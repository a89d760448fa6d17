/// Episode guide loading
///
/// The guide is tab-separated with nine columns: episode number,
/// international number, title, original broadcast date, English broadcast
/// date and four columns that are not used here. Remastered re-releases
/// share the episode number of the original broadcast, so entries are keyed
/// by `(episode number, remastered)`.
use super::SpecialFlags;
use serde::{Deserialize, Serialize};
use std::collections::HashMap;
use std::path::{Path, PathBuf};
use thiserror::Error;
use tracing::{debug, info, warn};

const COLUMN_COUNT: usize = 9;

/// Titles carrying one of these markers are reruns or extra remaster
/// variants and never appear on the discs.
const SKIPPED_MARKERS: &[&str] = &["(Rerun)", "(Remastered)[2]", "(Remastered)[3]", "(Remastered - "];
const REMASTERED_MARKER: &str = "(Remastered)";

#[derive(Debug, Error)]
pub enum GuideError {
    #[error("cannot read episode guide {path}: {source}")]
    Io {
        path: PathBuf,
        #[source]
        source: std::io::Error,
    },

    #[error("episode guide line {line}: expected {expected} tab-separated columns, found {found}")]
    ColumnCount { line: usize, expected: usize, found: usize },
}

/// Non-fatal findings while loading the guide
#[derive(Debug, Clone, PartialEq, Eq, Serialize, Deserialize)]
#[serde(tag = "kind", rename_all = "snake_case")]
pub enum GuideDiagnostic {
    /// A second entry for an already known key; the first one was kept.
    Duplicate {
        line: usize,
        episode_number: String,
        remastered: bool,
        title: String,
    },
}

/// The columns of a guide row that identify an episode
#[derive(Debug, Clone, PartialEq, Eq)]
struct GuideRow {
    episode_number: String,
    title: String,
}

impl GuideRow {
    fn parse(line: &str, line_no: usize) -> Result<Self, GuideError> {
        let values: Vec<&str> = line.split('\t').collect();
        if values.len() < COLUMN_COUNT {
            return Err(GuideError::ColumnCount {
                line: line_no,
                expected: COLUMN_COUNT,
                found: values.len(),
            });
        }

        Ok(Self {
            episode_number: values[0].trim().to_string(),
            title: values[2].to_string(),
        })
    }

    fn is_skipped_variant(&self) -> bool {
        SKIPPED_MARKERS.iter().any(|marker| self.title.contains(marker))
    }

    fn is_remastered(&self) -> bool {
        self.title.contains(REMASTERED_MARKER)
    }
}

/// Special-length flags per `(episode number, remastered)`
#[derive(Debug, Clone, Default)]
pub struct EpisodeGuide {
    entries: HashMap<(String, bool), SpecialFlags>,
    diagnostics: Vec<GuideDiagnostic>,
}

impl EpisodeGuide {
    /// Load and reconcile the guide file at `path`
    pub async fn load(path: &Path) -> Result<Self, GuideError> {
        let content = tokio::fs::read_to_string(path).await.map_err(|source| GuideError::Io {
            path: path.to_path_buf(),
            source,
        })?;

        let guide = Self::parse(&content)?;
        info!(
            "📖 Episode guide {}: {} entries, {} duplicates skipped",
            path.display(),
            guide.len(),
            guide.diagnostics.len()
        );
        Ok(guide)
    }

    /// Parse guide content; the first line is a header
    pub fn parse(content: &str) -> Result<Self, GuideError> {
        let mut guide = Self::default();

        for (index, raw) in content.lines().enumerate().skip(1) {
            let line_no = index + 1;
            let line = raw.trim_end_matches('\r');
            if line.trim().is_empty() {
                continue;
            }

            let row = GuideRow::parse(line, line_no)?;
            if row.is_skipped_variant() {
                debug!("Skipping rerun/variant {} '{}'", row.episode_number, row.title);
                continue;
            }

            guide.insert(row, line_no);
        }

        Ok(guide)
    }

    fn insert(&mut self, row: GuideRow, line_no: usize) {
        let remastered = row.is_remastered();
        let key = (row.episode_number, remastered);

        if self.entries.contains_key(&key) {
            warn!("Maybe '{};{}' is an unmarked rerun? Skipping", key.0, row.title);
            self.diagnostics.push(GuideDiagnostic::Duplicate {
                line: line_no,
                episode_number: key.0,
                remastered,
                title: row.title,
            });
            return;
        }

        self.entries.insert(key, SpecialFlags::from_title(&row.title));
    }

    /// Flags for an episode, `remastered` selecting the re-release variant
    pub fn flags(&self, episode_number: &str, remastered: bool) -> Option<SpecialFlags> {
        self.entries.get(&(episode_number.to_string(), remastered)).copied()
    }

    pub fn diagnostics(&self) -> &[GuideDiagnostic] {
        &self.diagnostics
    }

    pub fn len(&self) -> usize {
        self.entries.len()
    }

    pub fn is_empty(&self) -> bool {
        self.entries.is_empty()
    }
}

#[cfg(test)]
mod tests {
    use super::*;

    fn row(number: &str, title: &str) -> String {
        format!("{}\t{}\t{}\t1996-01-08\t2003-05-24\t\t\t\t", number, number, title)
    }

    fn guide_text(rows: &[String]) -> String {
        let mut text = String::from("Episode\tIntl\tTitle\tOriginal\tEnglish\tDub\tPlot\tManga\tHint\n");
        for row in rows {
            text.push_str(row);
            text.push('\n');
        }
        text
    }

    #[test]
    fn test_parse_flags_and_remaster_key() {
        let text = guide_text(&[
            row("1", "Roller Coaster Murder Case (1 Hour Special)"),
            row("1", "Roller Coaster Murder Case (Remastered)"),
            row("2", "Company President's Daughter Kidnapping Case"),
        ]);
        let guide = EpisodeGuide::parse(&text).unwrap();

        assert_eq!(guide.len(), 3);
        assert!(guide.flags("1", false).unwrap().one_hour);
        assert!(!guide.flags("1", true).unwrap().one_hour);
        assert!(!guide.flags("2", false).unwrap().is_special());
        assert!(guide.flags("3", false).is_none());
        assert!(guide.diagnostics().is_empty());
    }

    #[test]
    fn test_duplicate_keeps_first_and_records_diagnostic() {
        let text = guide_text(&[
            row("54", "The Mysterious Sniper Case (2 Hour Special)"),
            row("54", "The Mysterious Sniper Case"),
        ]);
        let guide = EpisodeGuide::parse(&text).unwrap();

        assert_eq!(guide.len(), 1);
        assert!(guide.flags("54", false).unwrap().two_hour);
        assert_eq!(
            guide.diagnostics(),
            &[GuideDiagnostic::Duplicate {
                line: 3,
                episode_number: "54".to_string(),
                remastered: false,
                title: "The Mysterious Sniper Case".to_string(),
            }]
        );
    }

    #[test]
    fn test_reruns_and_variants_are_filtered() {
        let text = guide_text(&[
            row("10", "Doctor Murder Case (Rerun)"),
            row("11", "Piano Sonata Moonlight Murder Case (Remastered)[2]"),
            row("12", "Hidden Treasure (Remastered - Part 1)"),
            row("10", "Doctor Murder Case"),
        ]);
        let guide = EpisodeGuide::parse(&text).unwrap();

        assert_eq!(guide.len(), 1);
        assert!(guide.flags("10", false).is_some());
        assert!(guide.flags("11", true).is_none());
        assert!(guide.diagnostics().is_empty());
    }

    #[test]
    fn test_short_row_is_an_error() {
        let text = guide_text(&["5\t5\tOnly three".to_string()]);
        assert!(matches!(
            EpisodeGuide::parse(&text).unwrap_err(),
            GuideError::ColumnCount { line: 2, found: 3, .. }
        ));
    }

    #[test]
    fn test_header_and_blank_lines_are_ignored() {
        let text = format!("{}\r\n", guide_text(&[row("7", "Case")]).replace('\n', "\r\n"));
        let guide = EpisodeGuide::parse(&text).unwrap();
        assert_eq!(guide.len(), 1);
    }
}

What is expected » Would you repeat all the material exactly as it is shown?

Answer space »
repository a89d760448fa6d17
/// Episode guide loading
///
/// The guide is tab-separated with nine columns: episode number,
/// international number, title, original broadcast date, English broadcast
/// date and four columns that are not used here. Remastered re-releases
/// share the episode number of the original broadcast, so entries are keyed
/// by `(episode number, remastered)`.
use super::SpecialFlags;
use serde::{Deserialize, Serialize};
use std::collections::HashMap;
use std::path::{Path, PathBuf};
use thiserror::Error;
use tracing::{debug, info, warn};

const COLUMN_COUNT: usize = 9;

/// Titles carrying one of these markers are reruns or extra remaster
/// variants and never appear on the discs.
const SKIPPED_MARKERS: &[&str] = &["(Rerun)", "(Remastered)[2]", "(Remastered)[3]", "(Remastered - "];
const REMASTERED_MARKER: &str = "(Remastered)";

#[derive(Debug, Error)]
pub enum GuideError {
    #[error("cannot read episode guide {path}: {source}")]
    Io {
        path: PathBuf,
        #[source]
        source: std::io::Error,
    },

    #[error("episode guide line {line}: expected {expected} tab-separated columns, found {found}")]
    ColumnCount { line: usize, expected: usize, found: usize },
}

/// Non-fatal findings while loading the guide
#[derive(Debug, Clone, PartialEq, Eq, Serialize, Deserialize)]
#[serde(tag = "kind", rename_all = "snake_case")]
pub enum GuideDiagnostic {
    /// A second entry for an already known key; the first one was kept.
    Duplicate {
        line: usize,
        episode_number: String,
        remastered: bool,
        title: String,
    },
}

/// The columns of a guide row that identify an episode
#[derive(Debug, Clone, PartialEq, Eq)]
struct GuideRow {
    episode_number: String,
    title: String,
}

impl GuideRow {
    fn parse(line: &str, line_no: usize) -> Result<Self, GuideError> {
        let values: Vec<&str> = line.split('\t').collect();
        if values.len() < COLUMN_COUNT {
            return Err(GuideError::ColumnCount {
                line: line_no,
                expected: COLUMN_COUNT,
                found: values.len(),
            });
        }

        Ok(Self {
            episode_number: values[0].trim().to_string(),
            title: values[2].to_string(),
        })
    }

    fn is_skipped_variant(&self) -> bool {
        SKIPPED_MARKERS.iter().any(|marker| self.title.contains(marker))
    }

    fn is_remastered(&self) -> bool {
        self.title.contains(REMASTERED_MARKER)
    }
}

/// Special-length flags per `(episode number, remastered)`
#[derive(Debug, Clone, Default)]
pub struct EpisodeGuide {
    entries: HashMap<(String, bool), SpecialFlags>,
    diagnostics: Vec<GuideDiagnostic>,
}

impl EpisodeGuide {
    /// Load and reconcile the guide file at `path`
    pub async fn load(path: &Path) -> Result<Self, GuideError> {
        let content = tokio::fs::read_to_string(path).await.map_err(|source| GuideError::Io {
            path: path.to_path_buf(),
            source,
        })?;

        let guide = Self::parse(&content)?;
        info!(
            "📖 Episode guide {}: {} entries, {} duplicates skipped",
            path.display(),
            guide.len(),
            guide.diagnostics.len()
        );
        Ok(guide)
    }

    /// Parse guide content; the first line is a header
    pub fn parse(content: &str) -> Result<Self, GuideError> {
        let mut guide = Self::default();

        for (index, raw) in content.lines().enumerate().skip(1) {
            let line_no = index + 1;
            let line = raw.trim_end_matches('\r');
            if line.trim().is_empty() {
                continue;
            }

            let row = GuideRow::parse(line, line_no)?;
            if row.is_skipped_variant() {
                debug!("Skipping rerun/variant {} '{}'", row.episode_number, row.title);
                continue;
            }

            guide.insert(row, line_no);
        }

        Ok(guide)
    }

    fn insert(&mut self, row: GuideRow, line_no: usize) {
        let remastered = row.is_remastered();
        let key = (row.episode_number, remastered);

        if self.entries.contains_key(&key) {
            warn!("Maybe '{};{}' is an unmarked rerun? Skipping", key.0, row.title);
            self.diagnostics.push(GuideDiagnostic::Duplicate {
                line: line_no,
                episode_number: key.0,
                remastered,
                title: row.title,
            });
            return;
        }

        self.entries.insert(key, SpecialFlags::from_title(&row.title));
    }

    /// Flags for an episode, `remastered` selecting the re-release variant
    pub fn flags(&self, episode_number: &str, remastered: bool) -> Option<SpecialFlags> {
        self.entries.get(&(episode_number.to_string(), remastered)).copied()
    }

    pub fn diagnostics(&self) -> &[GuideDiagnostic] {
        &self.diagnostics
    }

    pub fn len(&self) -> usize {
        self.entries.len()
    }

    pub fn is_empty(&self) -> bool {
        self.entries.is_empty()
    }
}

#[cfg(test)]
mod tests {
    use super::*;

    fn row(number: &str, title: &str) -> String {
        format!("{}\t{}\t{}\t1996-01-08\t2003-05-24\t\t\t\t", number, number, title)
    }

    fn guide_text(rows: &[String]) -> String {
        let mut text = String::from("Episode\tIntl\tTitle\tOriginal\tEnglish\tDub\tPlot\tManga\tHint\n");
        for row in rows {
            text.push_str(row);
            text.push('\n');
        }
        text
    }

    #[test]
    fn test_parse_flags_and_remaster_key() {
        let text = guide_text(&[
            row("1", "Roller Coaster Murder Case (1 Hour Special)"),
            row("1", "Roller Coaster Murder Case (Remastered)"),
            row("2", "Company President's Daughter Kidnapping Case"),
        ]);
        let guide = EpisodeGuide::parse(&text).unwrap();

        assert_eq!(guide.len(), 3);
        assert!(guide.flags("1", false).unwrap().one_hour);
        assert!(!guide.flags("1", true).unwrap().one_hour);
        assert!(!guide.flags("2", false).unwrap().is_special());
        assert!(guide.flags("3", false).is_none());
        assert!(guide.diagnostics().is_empty());
    }

    #[test]
    fn test_duplicate_keeps_first_and_records_diagnostic() {
        let text = guide_text(&[
            row("54", "The Mysterious Sniper Case (2 Hour Special)"),
            row("54", "The Mysterious Sniper Case"),
        ]);
        let guide = EpisodeGuide::parse(&text).unwrap();

        assert_eq!(guide.len(), 1);
        assert!(guide.flags("54", false).unwrap().two_hour);
        assert_eq!(
            guide.diagnostics(),
            &[GuideDiagnostic::Duplicate {
                line: 3,
                episode_number: "54".to_string(),
                remastered: false,
                title: "The Mysterious Sniper Case".to_string(),
            }]
        );
    }

    #[test]
    fn test_reruns_and_variants_are_filtered() {
        let text = guide_text(&[
            row("10", "Doctor Murder Case (Rerun)"),
            row("11", "Piano Sonata Moonlight Murder Case (Remastered)[2]"),
            row("12", "Hidden Treasure (Remastered - Part 1)"),
            row("10", "Doctor Murder Case"),
        ]);
        let guide = EpisodeGuide::parse(&text).unwrap();

        assert_eq!(guide.len(), 1);
        assert!(guide.flags("10", false).is_some());
        assert!(guide.flags("11", true).is_none());
        assert!(guide.diagnostics().is_empty());
    }

    #[test]
    fn test_short_row_is_an_error() {
        let text = guide_text(&["5\t5\tOnly three".to_string()]);
        assert!(matches!(
            EpisodeGuide::parse(&text).unwrap_err(),
            GuideError::ColumnCount { line: 2, found: 3, .. }
        ));
    }

    #[test]
    fn test_header_and_blank_lines_are_ignored() {
        let text = format!("{}\r\n", guide_text(&[row("7", "Case")]).replace('\n', "\r\n"));
        let guide = EpisodeGuide::parse(&text).unwrap();
        assert_eq!(guide.len(), 1);
    }
}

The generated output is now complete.